=== Required action ===
Please print each of the entries below exactly.

=== Entries supplied ===

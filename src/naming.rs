//! Sanitization of user-controlled names.
//!
//! Sheet titles, key column values and upload file names all end up as file
//! names inside a workspace or an archive, or as sheet names inside a
//! workbook. Each use has its own rule set, applied deterministically.

use regex::Regex;
use std::sync::LazyLock;

/// Maximum sheet name length accepted by spreadsheet applications.
pub const SHEET_NAME_LIMIT: usize = 31;

/// Characters Excel refuses in sheet names.
static SHEET_NAME_FORBIDDEN: LazyLock<Regex> =
    LazyLock::new(|| Regex::new(r"[\[\]:*?/\\]").expect("Hardcode regex pattern"));

/// Characters that are unsafe in file names on common platforms.
static FILE_STEM_FORBIDDEN: LazyLock<Regex> =
    LazyLock::new(|| Regex::new(r#"[<>:"/\\|?*\x00-\x1F]"#).expect("Hardcode regex pattern"));

/// Turns an arbitrary label into a valid sheet name.
///
/// Forbidden characters become `_`, surrounding apostrophes are trimmed,
/// the result is truncated to [`SHEET_NAME_LIMIT`] characters and an empty
/// result falls back to `Sheet{position}` (1-based).
pub fn sanitize_sheet_name(name: &str, position: usize) -> String {
    let replaced = SHEET_NAME_FORBIDDEN.replace_all(name, "_");
    let trimmed = replaced.trim_matches('\'');
    let truncated: String = trimmed.chars().take(SHEET_NAME_LIMIT).collect();
    if truncated.trim().is_empty() {
        format!("Sheet{position}")
    } else {
        truncated
    }
}

/// Turns an arbitrary label into a file stem that is safe inside an archive
/// or a workspace directory.
///
/// Path separators and other reserved characters become `_`, leading dots are
/// replaced so that `.` and `..` can never be produced, and an empty result
/// falls back to `None`, matching the label of the null key.
pub fn sanitize_file_stem(name: &str) -> String {
    let replaced = FILE_STEM_FORBIDDEN.replace_all(name.trim(), "_");
    let mut stem = replaced.into_owned();
    if stem.starts_with('.') {
        let dots = stem.chars().take_while(|c| *c == '.').count();
        stem.replace_range(..dots, &"_".repeat(dots));
    }
    if stem.is_empty() {
        "None".to_owned()
    } else {
        stem
    }
}

/// Base name of an uploaded file, whichever separator the client used.
pub fn base_name(file_name: &str) -> &str {
    file_name
        .rsplit(['/', '\\'])
        .next()
        .unwrap_or(file_name)
}

/// Label for an uploaded workbook: its base name up to the first `.`.
pub fn upload_label(file_name: &str) -> &str {
    let base = base_name(file_name);
    base.split('.').next().unwrap_or(base)
}

/// Returns true when a single path component is safe to join onto a directory.
pub fn is_safe_component(name: &str) -> bool {
    !name.is_empty()
        && name != "."
        && name != ".."
        && !name.contains(['/', '\\', '\0'])
        && !name.contains(std::path::MAIN_SEPARATOR)
}

#[cfg(test)]
mod tests {
    use super::*;

    #[test]
    fn sheet_names_are_cleaned_and_truncated() {
        assert_eq!(sanitize_sheet_name("Q1/Q2", 1), "Q1_Q2");
        assert_eq!(sanitize_sheet_name("'quoted'", 1), "quoted");
        assert_eq!(sanitize_sheet_name("", 3), "Sheet3");
        assert_eq!(sanitize_sheet_name("[]", 2), "__");
        let long = "abcdefghijklmnopqrstuvwxyz0123456789";
        assert_eq!(sanitize_sheet_name(long, 1).chars().count(), SHEET_NAME_LIMIT);
        assert_eq!(sanitize_sheet_name(long, 1), &long[..31]);
    }

    #[test]
    fn file_stems_never_traverse() {
        assert_eq!(sanitize_file_stem("../etc/passwd"), "___etc_passwd");
        assert_eq!(sanitize_file_stem(".."), "__");
        assert_eq!(sanitize_file_stem("a\\b"), "a_b");
        assert_eq!(sanitize_file_stem("  "), "None");
        assert_eq!(sanitize_file_stem("fruit"), "fruit");
        assert!(is_safe_component(&sanitize_file_stem("../../x")));
    }

    #[test]
    fn upload_labels_strip_directories_and_extensions() {
        assert_eq!(base_name("C:\\Users\\me\\sales.xlsx"), "sales.xlsx");
        assert_eq!(upload_label("dir/report.2023.xlsx"), "report");
        assert_eq!(upload_label("plain"), "plain");
    }

    #[test]
    fn safe_components() {
        assert!(is_safe_component("upload-0.xlsx"));
        assert!(!is_safe_component(""));
        assert!(!is_safe_component(".."));
        assert!(!is_safe_component("a/b"));
        assert!(!is_safe_component("a\\b"));
    }
}
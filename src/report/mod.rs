pub mod markdown;

pub use markdown::MarkdownReport;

=== Completed exercise ===
filename src/naming.rs
//! Sanitization of user-controlled names.
//!
//! Sheet titles, key column values and upload file names all end up as file
//! names inside a workspace or an archive, or as sheet names inside a
//! workbook. Each use has its own rule set, applied deterministically.

use regex::Regex;
use std::sync::LazyLock;

/// Maximum sheet name length accepted by spreadsheet applications.
pub const SHEET_NAME_LIMIT: usize = 31;

/// Characters Excel refuses in sheet names.
static SHEET_NAME_FORBIDDEN: LazyLock<Regex> =
    LazyLock::new(|| Regex::new(r"[\[\]:*?/\\]").expect("Hardcode regex pattern"));

/// Characters that are unsafe in file names on common platforms.
static FILE_STEM_FORBIDDEN: LazyLock<Regex> =
    LazyLock::new(|| Regex::new(r#"[<>:"/\\|?*\x00-\x1F]"#).expect("Hardcode regex pattern"));

/// Turns an arbitrary label into a valid sheet name.
///
/// Forbidden characters become `_`, surrounding apostrophes are trimmed,
/// the result is truncated to [`SHEET_NAME_LIMIT`] characters and an empty
/// result falls back to `Sheet{position}` (1-based).
pub fn sanitize_sheet_name(name: &str, position: usize) -> String {
    let replaced = SHEET_NAME_FORBIDDEN.replace_all(name, "_");
    let trimmed = replaced.trim_matches('\'');
    let truncated: String = trimmed.chars().take(SHEET_NAME_LIMIT).collect();
    if truncated.trim().is_empty() {
        format!("Sheet{position}")
    } else {
        truncated
    }
}

/// Turns an arbitrary label into a file stem that is safe inside an archive
/// or a workspace directory.
///
/// Path separators and other reserved characters become `_`, leading dots are
/// replaced so that `.` and `..` can never be produced, and an empty result
/// falls back to `None`, matching the label of the null key.
pub fn sanitize_file_stem(name: &str) -> String {
    let replaced = FILE_STEM_FORBIDDEN.replace_all(name.trim(), "_");
    let mut stem = replaced.into_owned();
    if stem.starts_with('.') {
        let dots = stem.chars().take_while(|c| *c == '.').count();
        stem.replace_range(..dots, &"_".repeat(dots));
    }
    if stem.is_empty() {
        "None".to_owned()
    } else {
        stem
    }
}

/// Base name of an uploaded file, whichever separator the client used.
pub fn base_name(file_name: &str) -> &str {
    file_name
        .rsplit(['/', '\\'])
        .next()
        .unwrap_or(file_name)
}

/// Label for an uploaded workbook: its base name up to the first `.`.
pub fn upload_label(file_name: &str) -> &str {
    let base = base_name(file_name);
    base.split('.').next().unwrap_or(base)
}

/// Returns true when a single path component is safe to join onto a directory.
pub fn is_safe_component(name: &str) -> bool {
    !name.is_empty()
        && name != "."
        && name != ".."
        && !name.contains(['/', '\\', '\0'])
        && !name.contains(std::path::MAIN_SEPARATOR)
}

#[cfg(test)]
mod tests {
    use super::*;

    #[test]
    fn sheet_names_are_cleaned_and_truncated() {
        assert_eq!(sanitize_sheet_name("Q1/Q2", 1), "Q1_Q2");
        assert_eq!(sanitize_sheet_name("'quoted'", 1), "quoted");
        assert_eq!(sanitize_sheet_name("", 3), "Sheet3");
        assert_eq!(sanitize_sheet_name("[]", 2), "__");
        let long = "abcdefghijklmnopqrstuvwxyz0123456789";
        assert_eq!(sanitize_sheet_name(long, 1).chars().count(), SHEET_NAME_LIMIT);
        assert_eq!(sanitize_sheet_name(long, 1), &long[..31]);
    }

    #[test]
    fn file_stems_never_traverse() {
        assert_eq!(sanitize_file_stem("../etc/passwd"), "___etc_passwd");
        assert_eq!(sanitize_file_stem(".."), "__");
        assert_eq!(sanitize_file_stem("a\\b"), "a_b");
        assert_eq!(sanitize_file_stem("  "), "None");
        assert_eq!(sanitize_file_stem("fruit"), "fruit");
        assert!(is_safe_component(&sanitize_file_stem("../../x")));
    }

    #[test]
    fn upload_labels_strip_directories_and_extensions() {
        assert_eq!(base_name("C:\\Users\\me\\sales.xlsx"), "sales.xlsx");
        assert_eq!(upload_label("dir/report.2023.xlsx"), "report");
        assert_eq!(upload_label("plain"), "plain");
    }

    #[test]
    fn safe_components() {
        assert!(is_safe_component("upload-0.xlsx"));
        assert!(!is_safe_component(""));
        assert!(!is_safe_component(".."));
        assert!(!is_safe_component("a/b"));
        assert!(!is_safe_component("a\\b"));
    }
}
filename src/report/mod.rs
pub mod markdown;

pub use markdown::MarkdownReport;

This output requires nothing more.